As a huge Van Morrison fan since the 60s, I always felt like something was wrong with the story sequence in Astral Weeks. The flow seemed wrong.


Then, in the mid 70s, Richie Yorke (who wrote a book on Van Morrison) told me that Van had told him that the record company put the tracks on Astral Weeks in the wrong order so they would fit on the album.


Van was pissed because he said it was the first Rock Opera and that the re-arrangement destroyed the integrity.


When Richie asked him the correct order, he wouldn't say. He just said people would figure it out.


My sense is that he did it the way he originally intended when he played live at Hollywood Bowl. It sounded so right.

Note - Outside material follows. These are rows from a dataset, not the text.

//! Diff-gated writer for one worker's store records.
//!
//! ## `update` protocol
//!
//! 1. For every desired node whose value differs from the mirror, `set` it
//!    (with the writer's TTL) and record it in the mirror.
//! 2. Only then, for every mirrored node absent from the desired map,
//!    compare-and-delete it against the mirrored value and drop it from the
//!    mirror.
//!
//! The mirror is updated after each successful store call, so a failure
//! part-way leaves it describing exactly what was written.

use std::sync::Arc;
use std::time::Duration;

use registrar_core::NodeMap;

use crate::error::{StoreError, SyncError};
use crate::store::KvStore;

// ---------------------------------------------------------------------------
// Update summary
// ---------------------------------------------------------------------------

/// Counts of store operations issued by one [`Writer::update`].
#[derive(Debug, Clone, Copy, Default, PartialEq, Eq)]
pub struct UpdateSummary {
    pub set: usize,
    pub unchanged: usize,
    pub deleted: usize,
}

impl UpdateSummary {
    /// `true` when no store call was made.
    pub fn is_noop(&self) -> bool {
        self.set == 0 && self.deleted == 0
    }
}

// ---------------------------------------------------------------------------
// Writer
// ---------------------------------------------------------------------------

/// Mirrors the nodes it wrote and converges the store towards each desired
/// map with the fewest operations.
pub struct Writer {
    store: Arc<dyn KvStore>,
    ttl: Option<Duration>,
    nodes: NodeMap,
}

impl std::fmt::Debug for Writer {
    fn fmt(&self, f: &mut std::fmt::Formatter<'_>) -> std::fmt::Result {
        f.debug_struct("Writer")
            .field("ttl", &self.ttl)
            .field("nodes", &self.nodes)
            .finish_non_exhaustive()
    }
}

impl Writer {
    pub fn new(store: Arc<dyn KvStore>, ttl: Option<Duration>) -> Self {
        Self {
            store,
            ttl,
            nodes: NodeMap::new(),
        }
    }

    pub fn ttl(&self) -> Option<Duration> {
        self.ttl
    }

    /// What this writer believes it has in the store.
    pub fn nodes(&self) -> &NodeMap {
        &self.nodes
    }

    pub async fn update(&mut self, desired: &NodeMap) -> Result<UpdateSummary, SyncError> {
        let mut summary = UpdateSummary::default();

        for (path, value) in desired {
            if self.nodes.get(path) == Some(value) {
                summary.unchanged += 1;
                continue;
            }
            self.store.set(path, value, self.ttl).await?;
            tracing::debug!(node = %path, value = %value, "set node");
            self.nodes.insert(path.clone(), value.clone());
            summary.set += 1;
        }

        let stale: Vec<String> = self
            .nodes
            .keys()
            .filter(|path| !desired.contains_key(*path))
            .cloned()
            .collect();
        for path in stale {
            self.delete(&path).await?;
            summary.deleted += 1;
        }

        if !summary.is_noop() {
            tracing::info!(
                set = summary.set,
                unchanged = summary.unchanged,
                deleted = summary.deleted,
                "updated store",
            );
        }
        Ok(summary)
    }

    /// Re-arm the lease of every mirrored node. Returns how many were
    /// refreshed.
    pub async fn refresh(&mut self) -> Result<usize, SyncError> {
        let ttl = self.ttl.ok_or(SyncError::NoTtl)?;
        for path in self.nodes.keys() {
            self.store.refresh(path, ttl).await?;
        }
        tracing::debug!(nodes = self.nodes.len(), ttl = ?ttl, "refreshed leases");
        Ok(self.nodes.len())
    }

    /// Delete every mirrored node.
    pub async fn flush(&mut self) -> Result<usize, SyncError> {
        let summary = self.update(&NodeMap::new()).await?;
        Ok(summary.deleted)
    }

    async fn delete(&mut self, path: &str) -> Result<(), SyncError> {
        let Some(prev) = self.nodes.get(path) else {
            return Ok(());
        };
        match self.store.compare_and_delete(path, prev).await {
            Ok(()) => tracing::debug!(node = %path, "deleted node"),
            Err(StoreError::NotFound { .. }) => {
                tracing::debug!(node = %path, "node already gone");
            }
            Err(err) => return Err(err.into()),
        }
        self.nodes.remove(path);
        Ok(())
    }
}

// ---------------------------------------------------------------------------
// Factory
// ---------------------------------------------------------------------------

/// Hands out writers bound to one shared store connection.
#[derive(Clone)]
pub struct WriterFactory {
    store: Arc<dyn KvStore>,
    ttl: Option<Duration>,
}

impl std::fmt::Debug for WriterFactory {
    fn fmt(&self, f: &mut std::fmt::Formatter<'_>) -> std::fmt::Result {
        f.debug_struct("WriterFactory")
            .field("ttl", &self.ttl)
            .finish_non_exhaustive()
    }
}

impl WriterFactory {
    pub fn new(store: Arc<dyn KvStore>, ttl: Option<Duration>) -> Self {
        Self { store, ttl }
    }

    pub fn store(&self) -> &Arc<dyn KvStore> {
        &self.store
    }

    pub fn ttl(&self) -> Option<Duration> {
        self.ttl
    }

    /// A fresh writer with an empty mirror.
    pub fn writer(&self) -> Writer {
        Writer::new(Arc::clone(&self.store), self.ttl)
    }
}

I notice that the Astral Weeks Hollywood Bowl set list was …


"Astral Weeks"
"Beside You"
"Slim Slow Slider"
"Sweet Thing"
"The Way Young Lovers Do"
"Cyprus Avenue"
"Ballerina"
"Madame George"


While the album is…


"Astral Weeks"
"Beside You"
"Sweet Thing"
"Cyprus Avenue"
"The Way Young Lovers Do"
"Madame George"
"Ballerina"
"Slim Slow Slider"


It never felt right ending with Slim Slow Slider.

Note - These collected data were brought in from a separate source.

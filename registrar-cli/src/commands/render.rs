//! Dry-run a policy against saved `docker inspect` output.

use std::path::{Path, PathBuf};
use std::sync::Arc;

use anyhow::{bail, Context, Result};
use clap::Args;
use colored::Colorize;
use serde::Serialize;
use serde_json::Value;
use tabled::{settings::Style, Table, Tabled};

use registrar_core::{Config, Container, ContainerId, ContainerState, InstanceName};
use registrar_policy::{builtin, Evaluation, Policy, PolicyContext};

#[derive(Args, Debug)]
pub struct RenderArgs {
    /// Builtin policy to evaluate.
    #[arg(long)]
    pub policy: String,

    /// JSON or YAML file holding inspect documents: a list, or a map keyed
    /// by container id.
    #[arg(long)]
    pub containers: PathBuf,

    /// Instance config document; the instance is named after the file stem.
    #[arg(long)]
    pub config: Option<PathBuf>,

    /// Output as JSON.
    #[arg(long)]
    pub json: bool,
}

#[derive(Tabled)]
struct NodeRow {
    #[tabled(rename = "NODE")]
    path: String,
    #[tabled(rename = "VALUE")]
    value: String,
}

#[derive(Serialize)]
struct RenderJson<'a> {
    policy: &'a str,
    instance: Option<&'a str>,
    nodes: &'a registrar_core::NodeMap,
    conflicts: Vec<ConflictJson<'a>>,
}

#[derive(Serialize)]
struct ConflictJson<'a> {
    path: &'a str,
    container: &'a str,
    previous: &'a str,
    offered: &'a str,
    kept: &'a str,
}

impl RenderArgs {
    pub fn run(self) -> Result<()> {
        let policy = builtin::select(std::slice::from_ref(&self.policy))?
            .into_iter()
            .next()
            .context("no policy selected")?;
        let config = match &self.config {
            Some(path) => Some(Arc::new(load_config(&policy, path)?)),
            None => None,
        };
        let state = load_containers(&self.containers)?;
        let instance = config.as_ref().map(|c| c.name().0.clone());

        let context = PolicyContext::new(policy, config)?;
        let evaluation = context.apply_all(&state);

        if self.json {
            print_json(&self.policy, instance.as_deref(), &evaluation)
        } else {
            print_table(&self.policy, instance.as_deref(), state.len(), &evaluation);
            Ok(())
        }
    }
}

fn load_config(policy: &Policy, path: &Path) -> Result<Config> {
    let Some(schema) = policy.schema() else {
        bail!("policy {} does not take a config", policy.name());
    };
    let name = path
        .file_stem()
        .and_then(|stem| stem.to_str())
        .context("config file has no usable name")?;
    let contents =
        std::fs::read_to_string(path).with_context(|| format!("reading {}", path.display()))?;
    let document: Value = serde_yaml::from_str(&contents)
        .with_context(|| format!("parsing {}", path.display()))?;
    Ok(schema.parse(&InstanceName::from(name), &document)?)
}

/// Accepts a list of inspect documents (ids from `Id`, or the position) or a
/// map of id to document.
fn load_containers(path: &Path) -> Result<ContainerState> {
    let contents =
        std::fs::read_to_string(path).with_context(|| format!("reading {}", path.display()))?;
    let document: Value = serde_yaml::from_str(&contents)
        .with_context(|| format!("parsing {}", path.display()))?;

    let containers: Vec<Container> = match document {
        Value::Array(items) => items
            .into_iter()
            .enumerate()
            .map(|(index, attributes)| {
                let id = attributes
                    .get("Id")
                    .and_then(Value::as_str)
                    .map(str::to_string)
                    .unwrap_or_else(|| index.to_string());
                Container::from_inspect(ContainerId::from(id), attributes)
            })
            .collect(),
        Value::Object(map) => map
            .into_iter()
            .map(|(id, attributes)| Container::from_inspect(ContainerId::from(id), attributes))
            .collect(),
        Value::Null => Vec::new(),
        _ => bail!(
            "{}: expected a list or map of inspect documents",
            path.display()
        ),
    };
    Ok(containers.into_iter().collect())
}

fn print_table(policy: &str, instance: Option<&str>, containers: usize, evaluation: &Evaluation) {
    let label = match instance {
        Some(instance) => format!("{policy}:{instance}"),
        None => policy.to_string(),
    };
    println!(
        "{} {} ({} containers, {} nodes)",
        "Rendered".bold(),
        label.cyan(),
        containers,
        evaluation.nodes.len()
    );

    if evaluation.nodes.is_empty() {
        println!("{}", "No nodes.".dimmed());
    } else {
        let rows: Vec<NodeRow> = evaluation
            .nodes
            .iter()
            .map(|(path, value)| NodeRow {
                path: path.clone(),
                value: value.clone(),
            })
            .collect();
        println!("{}", Table::new(rows).with(Style::rounded()));
    }

    for conflict in &evaluation.conflicts {
        println!(
            "{} {} from {}: kept {} over {}",
            "conflict".yellow().bold(),
            conflict.path,
            conflict.container,
            conflict.kept,
            if conflict.kept == conflict.offered {
                &conflict.previous
            } else {
                &conflict.offered
            },
        );
    }
}

fn print_json(policy: &str, instance: Option<&str>, evaluation: &Evaluation) -> Result<()> {
    let out = RenderJson {
        policy,
        instance,
        nodes: &evaluation.nodes,
        conflicts: evaluation
            .conflicts
            .iter()
            .map(|c| ConflictJson {
                path: &c.path,
                container: &c.container.0,
                previous: &c.previous,
                offered: &c.offered,
                kept: &c.kept,
            })
            .collect(),
    };
    println!(
        "{}",
        serde_json::to_string_pretty(&out).context("serializing render output")?
    );
    Ok(())
}
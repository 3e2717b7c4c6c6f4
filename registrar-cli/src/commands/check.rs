use std::path::PathBuf;

use anyhow::{bail, Result};
use clap::Args;
use colored::Colorize;

use registrar_core::static_config::{list_policy_dirs_at, read_instances_at};
use registrar_policy::builtin;

#[derive(Args, Debug)]
pub struct CheckArgs {
    /// Static config directory (one subdirectory per policy).
    pub dir: PathBuf,
}

impl CheckArgs {
    pub fn run(self) -> Result<()> {
        let policies = builtin::all();
        let mut valid = 0usize;
        let mut invalid = 0usize;

        for name in list_policy_dirs_at(&self.dir)? {
            let Some(policy) = policies.iter().find(|p| *p.name() == name) else {
                println!("{} {}/: no such policy", "skip".yellow(), name);
                continue;
            };
            let Some(schema) = policy.schema() else {
                println!("{} {}/: policy takes no config", "skip".yellow(), name);
                continue;
            };

            for result in read_instances_at(&self.dir, &name, schema)? {
                match result {
                    Ok(config) => {
                        valid += 1;
                        println!("{} {}:{}", "ok".green(), name, config.name());
                    }
                    Err((path, err)) => {
                        invalid += 1;
                        println!("{} {}: {}", "invalid".red().bold(), path.display(), err);
                    }
                }
            }
        }

        println!();
        println!("{} valid, {} invalid", valid, invalid);
        if invalid > 0 {
            bail!("{invalid} invalid config document(s)");
        }
        Ok(())
    }
}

Does anyone know if the live version is the 'correct order'?


John Parikhal
Joint Communications Corporation


Re-Steely Dan

Larry Webman:

Keith Carlock best drummer period.

_______________________________________


Michael Laskow:


As a retired console jockey (the first half of my career,) I've got to say
that Aja (the song) gets my vote for best performed, engineered and produced
single song of all time. It's truly a work of art. It's the way things
SHOULD be. It makes the hair on my arms stand up every time I hear it, and
I've heard it hundreds of times.


_______________________________________


I was there too and Becker and Fagan and the music were the best! Never
seen them live and that drummer stepped into Steve Gadd and Rick Marotta's
studio shows and stomped!! And the guitar player, Jon Herington, took those
classic Elliot Randall, Skunk Baxter, Danny Dias solos, gave some
appropriate nod to them and then brought us into his live guitar solo
world-WOW!!! Hearing these great recorded masterpieces live gave me a whole
new appreciation for these tunes…


I brought my 17 year old double bass playing son and he brought some of his
jazz friends and they were electrified—we drove home so excited and even
talked about the lighting!!! From Aja with "banyon trees" to "You gotta
shake it baby" on Babylon Sisters…


I gotta go see them with Larry Carlton now….


Chris Adelmann


_______________________________________


hey bob..


gotta agree with you at about keith carlock. i may have played with him more
than anyone in the biz, and believe, me this guy is terrifying. not
everyones cup of tea, but an undeniable force on drums.


thanks for re-affirming my firm belief..


tim Lefebvre
new york city


_______________________________________


I am off to see The Royal Scam show in a week or two at The Chicago Theater,
but I did see them in the same venue last tour.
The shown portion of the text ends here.